Loop202-208 in avian sarcoma virus integrase mediates tetramer assembly and processing activity

Integrase (IN) catalyzes insertion of the retroviral genome into the host via two sequential reactions. The processing activity cleaves the 3'-dinucleotides from the two ends of the viral DNA which are then inserted into the host DNA. Tetramers are required for the joining step. While dimers have been shown to catalyze processing, they do so inefficiently, and the oligomeric requirement for processing is unknown. We have replaced loop(202-208) at the putative dimer-dimer interface of the avian sarcoma virus IN with its analogue, loop(111-114), from human immunodeficiency virus IN. The mutation abolished disintegration activity and a 2 x 10(-2) S-1 fast phase during single-turnover processing. A 3 x 10(-4) S-1 slow processing phase was unaffected.
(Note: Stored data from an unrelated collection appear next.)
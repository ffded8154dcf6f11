//! Chat event-stream client.
//!
//! One client per identity. Each connection walks
//! `Disconnected -> Connecting -> Subscribed -> (Errored | Disconnected)`.
//! Subscriptions are created on every welcome frame, except on sessions the
//! server moved us to with a reconnect URL: those keep their subscriptions.
//! Reconnecting and credential checks belong to the
//! [`ChatSupervisor`](super::supervisor::ChatSupervisor).

use std::sync::Arc;
use std::time::Duration;

use futures::StreamExt;
use parking_lot::Mutex;
use serde::Serialize;
use thiserror::Error;
use tokio::sync::mpsc;
use tokio_tungstenite::connect_async;
use tokio_tungstenite::tungstenite::{Error as WsError, Message};
use tokio_util::sync::CancellationToken;

use super::credentials::Identity;
use super::helix::{HelixClient, SubscriptionRequest};
use super::types::{ChatEvent, ServerMessage};
use crate::events::EventEmitter;
use crate::protocol_constants::{
    DEFAULT_KEEPALIVE_TIMEOUT_SECS, EVENTSUB_WS_URL, KEEPALIVE_GRACE_SECS, SUB_CHAT_MESSAGE,
    SUB_REWARD_REDEMPTION, SUB_STREAM_OFFLINE, SUB_STREAM_ONLINE,
};
use crate::state::ConnectionState;
use crate::utils::truncate_for_log;

// ─────────────────────────────────────────────────────────────────────────────
// Types
// ─────────────────────────────────────────────────────────────────────────────

/// Errors that end an event-stream session.
#[derive(Debug, Error)]
pub enum EventStreamError {
    #[error("WebSocket error: {0}")]
    WebSocket(#[from] WsError),

    #[error("Connection closed by server")]
    Closed,

    #[error("No frame received within {0:?}")]
    KeepaliveTimeout(Duration),

    #[error("No access token for {0} account")]
    MissingToken(Identity),

    /// The bot cannot subscribe before the broadcaster account is known.
    #[error("Broadcaster account not validated yet")]
    MissingBroadcaster,

    #[error("Chat API error: {0}")]
    Helix(#[from] super::helix::HelixError),
}

/// Subscription state of one client.
#[derive(Debug, Clone, Copy, PartialEq, Eq, Serialize)]
#[serde(rename_all = "camelCase")]
pub enum SubscriptionStatus {
    Disconnected,
    Connecting,
    Subscribed,
    /// Connected, but every subscription attempt failed.
    Errored,
}

/// How a session ended without an error.
#[derive(Debug, PartialEq, Eq)]
pub enum SessionEnd {
    Cancelled,
    /// The chat event consumer went away.
    ConsumerGone,
    /// The server asked us to move; connect again right away.
    Reconnect,
}

/// Everything one connection needs, resolved by the supervisor.
#[derive(Debug, Clone)]
pub struct SessionContext {
    pub token: String,
    pub broadcaster_id: String,
    pub subscriptions: Vec<SubscriptionRequest>,
}

/// Subscriptions an identity needs.
///
/// The broadcaster reads chat itself only when no bot account is configured.
pub fn subscriptions_for(
    identity: Identity,
    broadcaster_id: &str,
    own_user_id: &str,
    bot_configured: bool,
) -> Vec<SubscriptionRequest> {
    let on_channel = |kind: &'static str, user_id: Option<&str>| SubscriptionRequest {
        kind,
        broadcaster_user_id: broadcaster_id.to_string(),
        user_id: user_id.map(str::to_string),
    };
    match identity {
        Identity::Main => {
            let mut subs = vec![
                on_channel(SUB_STREAM_ONLINE, None),
                on_channel(SUB_STREAM_OFFLINE, None),
                on_channel(SUB_REWARD_REDEMPTION, None),
            ];
            if !bot_configured {
                subs.push(on_channel(SUB_CHAT_MESSAGE, Some(own_user_id)));
            }
            subs
        }
        Identity::Bot => vec![on_channel(SUB_CHAT_MESSAGE, Some(own_user_id))],
    }
}

// ─────────────────────────────────────────────────────────────────────────────
// Client
// ─────────────────────────────────────────────────────────────────────────────

/// Connection to the chat event stream for one identity.
pub struct EventStreamClient {
    identity: Identity,
    url: String,
    helix: HelixClient,
    connection: Arc<ConnectionState>,
    emitter: Arc<dyn EventEmitter>,
    status: Mutex<SubscriptionStatus>,
    /// Set by a reconnect frame; used once by the next session.
    reconnect_url: Mutex<Option<String>>,
}

impl EventStreamClient {
    pub fn new(
        identity: Identity,
        helix: HelixClient,
        connection: Arc<ConnectionState>,
        emitter: Arc<dyn EventEmitter>,
    ) -> Self {
        Self {
            identity,
            url: EVENTSUB_WS_URL.to_string(),
            helix,
            connection,
            emitter,
            status: Mutex::new(SubscriptionStatus::Disconnected),
            reconnect_url: Mutex::new(None),
        }
    }

    /// Overrides the event-stream endpoint.
    #[must_use]
    pub fn with_url(mut self, url: impl Into<String>) -> Self {
        self.url = url.into();
        self
    }

    pub fn identity(&self) -> Identity {
        self.identity
    }

    pub fn status(&self) -> SubscriptionStatus {
        *self.status.lock()
    }

    /// Runs one connection until it ends.
    pub async fn run_session(
        &self,
        ctx: &SessionContext,
        tx: &mpsc::Sender<ChatEvent>,
        cancel: &CancellationToken,
    ) -> Result<SessionEnd, EventStreamError> {
        let (url, resumed) = match self.reconnect_url.lock().take() {
            Some(url) => (url, true),
            None => (self.url.clone(), false),
        };

        self.set_status(SubscriptionStatus::Connecting);
        let connect = tokio::select! {
            _ = cancel.cancelled() => {
                self.set_status(SubscriptionStatus::Disconnected);
                return Ok(SessionEnd::Cancelled);
            }
            result = connect_async(url.as_str()) => result,
        };
        let socket = match connect {
            Ok((socket, _response)) => socket,
            Err(e) => {
                self.set_status(SubscriptionStatus::Disconnected);
                return Err(e.into());
            }
        };
        log::info!("[EventStream:{}] Connected", self.identity);

        let result = self.pump(socket, ctx, resumed, tx, cancel).await;
        self.set_status(SubscriptionStatus::Disconnected);
        result
    }

    async fn pump<S>(
        &self,
        mut socket: S,
        ctx: &SessionContext,
        resumed: bool,
        tx: &mpsc::Sender<ChatEvent>,
        cancel: &CancellationToken,
    ) -> Result<SessionEnd, EventStreamError>
    where
        S: futures::Stream<Item = Result<Message, WsError>> + Unpin,
    {
        let mut keepalive = Duration::from_secs(DEFAULT_KEEPALIVE_TIMEOUT_SECS + KEEPALIVE_GRACE_SECS);

        loop {
            let frame = tokio::select! {
                _ = cancel.cancelled() => return Ok(SessionEnd::Cancelled),
                frame = tokio::time::timeout(keepalive, socket.next()) => frame,
            };
            let text = match frame {
                Err(_) => return Err(EventStreamError::KeepaliveTimeout(keepalive)),
                Ok(None) | Ok(Some(Ok(Message::Close(_)))) => return Err(EventStreamError::Closed),
                Ok(Some(Err(e))) => return Err(e.into()),
                Ok(Some(Ok(Message::Text(text)))) => text,
                Ok(Some(Ok(_))) => continue,
            };

            let message = match ServerMessage::parse(text.as_str()) {
                Ok(message) => message,
                Err(e) => {
                    log::warn!(
                        "[EventStream:{}] Dropping malformed frame ({}): {}",
                        self.identity,
                        e,
                        truncate_for_log(text.as_str(), 200)
                    );
                    continue;
                }
            };

            match message {
                ServerMessage::Welcome(session) => {
                    if let Some(secs) = session.keepalive_timeout_seconds.filter(|s| *s > 0) {
                        keepalive = Duration::from_secs(secs + KEEPALIVE_GRACE_SECS);
                    }
                    log::info!(
                        "[EventStream:{}] Session {} (keepalive {:?})",
                        self.identity,
                        session.id,
                        keepalive
                    );
                    if resumed {
                        self.set_status(SubscriptionStatus::Subscribed);
                    } else {
                        self.subscribe_all(ctx, &session.id).await;
                    }
                    if self.identity == Identity::Main {
                        self.refresh_stream_online(ctx).await;
                    }
                }
                ServerMessage::Keepalive => {
                    log::trace!("[EventStream:{}] Keepalive", self.identity);
                }
                ServerMessage::Notification {
                    subscription_type,
                    event,
                } => match ChatEvent::from_notification(&subscription_type, event) {
                    Ok(Some(event)) => {
                        if tx.send(event).await.is_err() {
                            return Ok(SessionEnd::ConsumerGone);
                        }
                    }
                    Ok(None) => log::debug!(
                        "[EventStream:{}] Ignoring {} notification",
                        self.identity,
                        subscription_type
                    ),
                    Err(e) => log::warn!(
                        "[EventStream:{}] Malformed {} event: {}",
                        self.identity,
                        subscription_type,
                        e
                    ),
                },
                ServerMessage::Reconnect(session) => {
                    log::info!("[EventStream:{}] Server requested reconnect", self.identity);
                    *self.reconnect_url.lock() = session.reconnect_url;
                    return Ok(SessionEnd::Reconnect);
                }
                ServerMessage::Revocation {
                    subscription_type,
                    status,
                } => {
                    log::warn!(
                        "[EventStream:{}] Subscription {} revoked: {}",
                        self.identity,
                        subscription_type,
                        status
                    );
                }
                ServerMessage::Unknown(kind) => {
                    log::debug!("[EventStream:{}] Unknown message type {}", self.identity, kind);
                }
            }
        }
    }

    /// Creates every subscription for `session_id`. Individual failures are
    /// logged and the session continues with whatever succeeded.
    async fn subscribe_all(&self, ctx: &SessionContext, session_id: &str) {
        let mut failed = 0usize;
        for request in &ctx.subscriptions {
            match self
                .helix
                .create_subscription(&ctx.token, session_id, request)
                .await
            {
                Ok(()) => log::debug!("[EventStream:{}] Subscribed to {}", self.identity, request.kind),
                Err(e) => {
                    failed += 1;
                    log::error!(
                        "[EventStream:{}] Failed to subscribe to {}: {}",
                        self.identity,
                        request.kind,
                        e
                    );
                }
            }
        }

        if !ctx.subscriptions.is_empty() && failed == ctx.subscriptions.len() {
            log::error!(
                "[EventStream:{}] No subscriptions active. Refresh the token and restart",
                self.identity
            );
            self.set_status(SubscriptionStatus::Errored);
            return;
        }
        if failed > 0 {
            log::warn!(
                "[EventStream:{}] Running degraded: {} of {} subscriptions failed",
                self.identity,
                failed,
                ctx.subscriptions.len()
            );
        } else {
            log::info!("[EventStream:{}] Listening to chat events", self.identity);
        }
        self.set_status(SubscriptionStatus::Subscribed);
    }

    async fn refresh_stream_online(&self, ctx: &SessionContext) {
        match self.helix.stream_is_live(&ctx.token, &ctx.broadcaster_id).await {
            Ok(online) => {
                if self.connection.set_stream_online(online) {
                    self.emitter.emit_status(self.connection.snapshot());
                }
                log::info!(
                    "[EventStream:{}] Stream is {}",
                    self.identity,
                    if online { "online" } else { "offline" }
                );
            }
            Err(e) => log::warn!("[EventStream:{}] Stream status query failed: {}", self.identity, e),
        }
    }

    fn set_status(&self, status: SubscriptionStatus) {
        let previous = std::mem::replace(&mut *self.status.lock(), status);
        if previous == status {
            return;
        }
        log::debug!(
            "[EventStream:{}] {:?} -> {:?}",
            self.identity,
            previous,
            status
        );

        let connected = status == SubscriptionStatus::Subscribed;
        let changed = match self.identity {
            Identity::Main => self.connection.set_chat_connected(connected),
            Identity::Bot => self.connection.set_bot_connected(connected),
        };
        if changed {
            self.emitter.emit_status(self.connection.snapshot());
        }
    }
}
Preincubation with a DNA substrate known to promote tetramerization increased products formed during the fast phase by 2.5-fold only for wild-type IN, correlating the fast and slow phases with processing by tetramers and dimers, respectively. We propose a novel tetramer model for coupling processing and integration based on efficient processing by the tetramer. We provide for the first time direct evidence of the functional relevance of a structural element, loop(202-208), which appears to be required for mediating the interaction between dimer halves of the active tetramer.